Try it
Return only those lines of the listing that hold the word "tests".

Given data
::::::
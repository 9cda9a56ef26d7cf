//! Removal of derived files after an entry has left the catalog.
//!
//! Cleanup is a post-commit hook: reconciliation tasks hand removed entries
//! to a [`CleanupQueue`] and report their own outcome immediately. A single
//! [`CleanupWorker`] drains the queue, logging failures without ever feeding
//! them back into the task results.
//!
//! # Generated layout
//!
//! ```text
//! <generated>/screenshots/<checksum>.jpg        screenshot
//! <generated>/screenshots/<checksum>.thumb.jpg  thumbnail
//! <generated>/screenshots/<checksum>.mp4        preview video
//! <generated>/screenshots/<checksum>.webp       preview image
//! <generated>/vtt/<checksum>_sprite.jpg         scrubber sprite
//! <generated>/vtt/<checksum>_thumbs.vtt         sprite index
//! <generated>/transcodes/<checksum>.mp4         transcode
//! <generated>/markers/<checksum>/               marker previews
//! ```

use std::io::ErrorKind;
use std::path::{Component, Path, PathBuf};
use std::sync::Arc;

use async_trait::async_trait;
use tokio::sync::mpsc;
use tokio::task::JoinHandle;

use super::error::CleanError;
use crate::model::{EntryKind, LibraryEntry};

/// Removes the derived files of a removed entry.
///
/// Implement this trait to substitute the filesystem in tests.
#[async_trait]
pub trait ArtifactCleaner: Send + Sync {
    /// Remove every artifact of `entry`, returning how many paths were removed.
    async fn remove_artifacts(&self, entry: &LibraryEntry) -> Result<usize, CleanError>;
}

/// Artifacts under a generated-files directory.
#[derive(Debug, Clone)]
pub struct GeneratedFiles {
    root: PathBuf,
}

impl GeneratedFiles {
    pub fn new(root: impl Into<PathBuf>) -> Self {
        Self { root: root.into() }
    }

    /// Files generated for a scene with the given checksum.
    pub fn scene_files(&self, checksum: &str) -> Vec<PathBuf> {
        let screenshots = self.root.join("screenshots");
        let vtt = self.root.join("vtt");
        vec![
            screenshots.join(format!("{checksum}.jpg")),
            screenshots.join(format!("{checksum}.thumb.jpg")),
            screenshots.join(format!("{checksum}.mp4")),
            screenshots.join(format!("{checksum}.webp")),
            vtt.join(format!("{checksum}_sprite.jpg")),
            vtt.join(format!("{checksum}_thumbs.vtt")),
            self.root.join("transcodes").join(format!("{checksum}.mp4")),
        ]
    }

    /// Directory holding marker previews for a scene.
    pub fn markers_dir(&self, checksum: &str) -> PathBuf {
        self.root.join("markers").join(checksum)
    }
}

#[async_trait]
impl ArtifactCleaner for GeneratedFiles {
    async fn remove_artifacts(&self, entry: &LibraryEntry) -> Result<usize, CleanError> {
        // Galleries have nothing generated
        if entry.kind != EntryKind::Scene {
            return Ok(0);
        }
        // The checksum names files under the generated root; anything other
        // than one plain name (empty, "..", "a/b") would address other paths
        if !is_plain_name(&entry.checksum) {
            tracing::warn!(
                target: "clean::artifacts",
                "{} has an unusable checksum {:?}, skipping artifacts",
                entry,
                entry.checksum
            );
            return Ok(0);
        }

        let mut removed = 0;
        let mut first_error = None;

        for path in self.scene_files(&entry.checksum) {
            match tokio::fs::remove_file(&path).await {
                Ok(()) => removed += 1,
                Err(e) if e.kind() == ErrorKind::NotFound => {}
                Err(e) => {
                    if first_error.is_none() {
                        first_error = Some(artifact_error(entry, path, e));
                    }
                }
            }
        }

        let markers = self.markers_dir(&entry.checksum);
        match tokio::fs::remove_dir_all(&markers).await {
            Ok(()) => removed += 1,
            Err(e) if e.kind() == ErrorKind::NotFound => {}
            Err(e) => {
                if first_error.is_none() {
                    first_error = Some(artifact_error(entry, markers, e));
                }
            }
        }

        match first_error {
            Some(e) => Err(e),
            None => Ok(removed),
        }
    }
}

/// True when `name` is exactly one normal path component.
fn is_plain_name(name: &str) -> bool {
    let mut parts = Path::new(name).components();
    matches!(
        (parts.next(), parts.next()),
        (Some(Component::Normal(part)), None) if part == name
    )
}

fn artifact_error(entry: &LibraryEntry, path: PathBuf, source: std::io::Error) -> CleanError {
    CleanError::ArtifactCleanupFailed {
        kind: entry.kind,
        id: entry.id,
        path,
        source,
    }
}

/// Totals reported by a drained [`CleanupWorker`].
#[derive(Debug, Default, Clone, Copy, PartialEq, Eq)]
pub struct CleanupStats {
    /// Entries whose artifacts were processed
    pub entries: usize,
    /// Paths removed across all entries
    pub files_removed: usize,
    /// Entries whose cleanup reported an error
    pub failures: usize,
}

/// Sending side of the artifact cleanup queue.
#[derive(Debug, Clone)]
pub struct CleanupQueue {
    tx: mpsc::UnboundedSender<LibraryEntry>,
}

impl CleanupQueue {
    /// Queue a removed entry. Never waits on the cleanup itself.
    pub fn submit(&self, entry: LibraryEntry) {
        if let Err(e) = self.tx.send(entry) {
            tracing::warn!(target: "clean::artifacts", "Cleanup worker gone, artifacts of {} left behind", e.0);
        }
    }
}

/// Background task draining a [`CleanupQueue`].
pub struct CleanupWorker {
    handle: JoinHandle<CleanupStats>,
}

impl CleanupWorker {
    /// Start a worker and return the queue feeding it.
    pub fn spawn(cleaner: Arc<dyn ArtifactCleaner>) -> (CleanupQueue, CleanupWorker) {
        let (tx, rx) = mpsc::unbounded_channel();
        let handle = tokio::spawn(run_worker(cleaner, rx));
        (CleanupQueue { tx }, CleanupWorker { handle })
    }

    /// Wait until every queue clone is dropped and the backlog is processed.
    pub async fn finish(self) -> CleanupStats {
        match self.handle.await {
            Ok(stats) => stats,
            Err(e) => {
                tracing::error!(target: "clean::artifacts", "Cleanup worker failed: {}", e);
                CleanupStats::default()
            }
        }
    }
}

async fn run_worker(
    cleaner: Arc<dyn ArtifactCleaner>,
    mut rx: mpsc::UnboundedReceiver<LibraryEntry>,
) -> CleanupStats {
    let mut stats = CleanupStats::default();

    while let Some(entry) = rx.recv().await {
        stats.entries += 1;
        match cleaner.remove_artifacts(&entry).await {
            Ok(count) => {
                stats.files_removed += count;
                tracing::debug!(target: "clean::artifacts", "Removed {} artifacts of {}", count, entry);
            }
            Err(e) => {
                stats.failures += 1;
                tracing::warn!(target: "clean::artifacts", "{}", e);
            }
        }
    }

    stats
}

#[cfg(test)]
mod tests {
    use super::*;
    use crate::test_utils::{FailingCleaner, RecordingCleaner};
    use std::fs;
    use tempfile::TempDir;

    fn scene(id: i64, checksum: &str) -> LibraryEntry {
        LibraryEntry::new(EntryKind::Scene, id, format!("/lib/a/{id}.mp4"), checksum)
    }

    fn populate(generated: &GeneratedFiles, checksum: &str) {
        for path in generated.scene_files(checksum) {
            fs::create_dir_all(path.parent().unwrap()).unwrap();
            fs::write(&path, b"x").unwrap();
        }
        let markers = generated.markers_dir(checksum);
        fs::create_dir_all(&markers).unwrap();
        fs::write(markers.join("12.mp4"), b"x").unwrap();
    }

    #[tokio::test]
    async fn test_generated_files_removes_scene_layout() {
        let temp = TempDir::new().unwrap();
        let generated = GeneratedFiles::new(temp.path());
        populate(&generated, "abc");
        populate(&generated, "other");

        let removed = generated.remove_artifacts(&scene(8, "abc")).await.unwrap();
        assert_eq!(removed, 8);

        for path in generated.scene_files("abc") {
            assert!(!path.exists(), "{:?} should be gone", path);
        }
        assert!(!generated.markers_dir("abc").exists());

        // Other scenes keep their artifacts
        assert!(generated.scene_files("other").iter().all(|p| p.exists()));
    }

    #[tokio::test]
    async fn test_generated_files_tolerates_absent_files() {
        let temp = TempDir::new().unwrap();
        let generated = GeneratedFiles::new(temp.path());

        let removed = generated.remove_artifacts(&scene(8, "abc")).await.unwrap();
        assert_eq!(removed, 0);
    }

    #[tokio::test]
    async fn test_generated_files_skips_galleries_and_blank_checksums() {
        let temp = TempDir::new().unwrap();
        let generated = GeneratedFiles::new(temp.path());
        populate(&generated, "abc");

        let gallery = LibraryEntry::new(EntryKind::Gallery, 1, "/lib/a/pics.zip", "abc");
        assert_eq!(generated.remove_artifacts(&gallery).await.unwrap(), 0);
        assert_eq!(generated.remove_artifacts(&scene(2, "")).await.unwrap(), 0);
        assert!(generated.scene_files("abc").iter().all(|p| p.exists()));
    }

    #[tokio::test]
    async fn test_traversing_checksums_touch_nothing() {
        let temp = TempDir::new().unwrap();
        let generated = GeneratedFiles::new(temp.path().join("generated"));
        populate(&generated, "other");
        let outside = temp.path().join("keep.txt");
        fs::write(&outside, b"x").unwrap();

        for checksum in ["..", "../..", ".", "a/b", "other/", "/abs"] {
            let removed = generated
                .remove_artifacts(&scene(8, checksum))
                .await
                .unwrap();
            assert_eq!(removed, 0, "checksum {:?}", checksum);
        }

        assert!(generated.scene_files("other").iter().all(|p| p.exists()));
        assert!(generated.markers_dir("other").exists());
        assert!(outside.exists());
    }

    #[test]
    fn test_is_plain_name() {
        assert!(is_plain_name("3f2a9c"));
        assert!(!is_plain_name(""));
        assert!(!is_plain_name(".."));
        assert!(!is_plain_name("a/b"));
        assert!(!is_plain_name("abc/"));
    }

    #[tokio::test]
    async fn test_worker_drains_queue() {
        let cleaner = Arc::new(RecordingCleaner::default());
        let (queue, worker) = CleanupWorker::spawn(cleaner.clone());

        queue.submit(scene(1, "a"));
        queue.submit(scene(2, "b"));
        drop(queue);

        let stats = worker.finish().await;
        assert_eq!(stats.entries, 2);
        assert_eq!(stats.failures, 0);
        assert_eq!(cleaner.ids(), vec![1, 2]);
    }

    #[tokio::test]
    async fn test_worker_counts_failures() {
        let (queue, worker) = CleanupWorker::spawn(Arc::new(FailingCleaner));

        queue.submit(scene(1, "a"));
        drop(queue);

        let stats = worker.finish().await;
        assert_eq!(stats.entries, 1);
        assert_eq!(stats.failures, 1);
    }
}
::::::
Result of this task
/// Implement this trait to substitute the filesystem in tests.
mod tests {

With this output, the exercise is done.